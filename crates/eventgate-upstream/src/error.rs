//! Upstream error types.

use thiserror::Error;

/// A result type using `UpstreamError`.
pub type Result<T> = std::result::Result<T, UpstreamError>;

/// Errors that can occur while talking to an upstream collaborator.
#[derive(Debug, Clone, Error)]
pub enum UpstreamError {
    /// No upstream is configured for this operation.
    #[error("{0} upstream is not configured")]
    NotConfigured(&'static str),

    /// The upstream refused the request as malformed.
    #[error("request rejected: {0}")]
    Rejected(String),

    /// The upstream refused the caller's credentials.
    #[error("unauthorized")]
    Unauthorized,

    /// The upstream has no such resource.
    #[error("not found")]
    NotFound,

    /// Too many requests, rate limited by the upstream.
    #[error("rate limited")]
    RateLimited,

    /// The upstream could not be reached or failed.
    #[error("upstream unavailable: {0}")]
    Unavailable(String),

    /// The upstream answered with a body that could not be parsed.
    #[error("invalid upstream response: {0}")]
    InvalidResponse(String),

    /// The upstream answered with a status this client does not understand.
    #[error("unexpected upstream status: {0}")]
    Unexpected(u16),

    /// An internal error occurred.
    #[error("internal error: {0}")]
    Internal(String),
}

impl UpstreamError {
    /// Returns `true` if the same request might succeed later.
    #[must_use]
    pub const fn is_retriable(&self) -> bool {
        matches!(self, Self::Unavailable(_) | Self::RateLimited)
    }

    /// Returns the appropriate HTTP status code for this error.
    #[must_use]
    pub const fn http_status_code(&self) -> u16 {
        match self {
            Self::Rejected(_) => 400,
            Self::Unauthorized => 401,
            Self::NotFound => 404,
            Self::RateLimited => 429,
            Self::NotConfigured(_) => 501,
            Self::Unavailable(_) => 503,
            Self::InvalidResponse(_) | Self::Unexpected(_) | Self::Internal(_) => 500,
        }
    }
}
//! HTTP gateway for the eventgate login and events API.
//!
//! This crate provides the public-facing API. It handles:
//!
//! - Routing `POST /auth/login` and `GET /events` to upstream collaborators
//! - The cross-origin policy for browser callers
//! - Request ids, body limits and timeouts
//! - Graceful start, drain and stop of the listener
//!
//! # Architecture
//!
//! ```text
//! ┌─────────────────────────────────────────────────────────────┐
//! │                     Browser clients                         │
//! └─────────────────────────────────────────────────────────────┘
//!                              │
//!                              ▼
//! ┌─────────────────────────────────────────────────────────────┐
//! │                    eventgate-gateway                        │
//! │  ┌─────────────┐ ┌─────────────┐ ┌─────────────────────┐    │
//! │  │ CORS +      │ │   Router    │ │   GatewayServer     │    │
//! │  │ request ids │ │  + Handlers │ │   (drain / stop)    │    │
//! │  └─────────────┘ └─────────────┘ └─────────────────────┘    │
//! └─────────────────────────────────────────────────────────────┘
//!                              │
//!                     ┌────────┴────────┐
//!                     ▼                 ▼
//!              ┌──────────────┐  ┌──────────────┐
//!              │ Authenticator│  │ EventSource  │
//!              └──────────────┘  └──────────────┘
//! ```
//!
//! # Example
//!
//! ```no_run
//! use eventgate_gateway::{GatewayConfig, GatewayServer};
//!
//! # async fn example() -> Result<(), Box<dyn std::error::Error>> {
//! let config = GatewayConfig::from_env()?;
//! let server = GatewayServer::from_config(config).await?;
//! let shutdown = server.shutdown_handle();
//! tokio::spawn(async move {
//!     eventgate_gateway::shutdown_signal().await;
//!     shutdown.shutdown();
//! });
//! server.run().await?;
//! # Ok(())
//! # }
//! ```

#![forbid(unsafe_code)]
#![warn(missing_docs)]
#![warn(clippy::all)]
#![warn(clippy::pedantic)]
#![allow(clippy::module_name_repetitions)]

pub mod auth;
pub mod config;
pub mod error;
pub mod handlers;
pub mod request_id;
pub mod routes;
pub mod server;
pub mod state;

pub use config::{ConfigError, GatewayConfig};
pub use error::ApiError;
pub use routes::create_router;
pub use server::{shutdown_signal, GatewayError, GatewayServer, ShutdownHandle};
pub use state::{CancelSignal, GatewayState};

// Re-export key types for convenience
pub use auth::CallerAuthorization;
*-*-*
EXERCISE DETAILS
Looking at the entries above, work out how many lines contain the word "state", then reply with only that figure.

RESPONSE TO THE TASK
2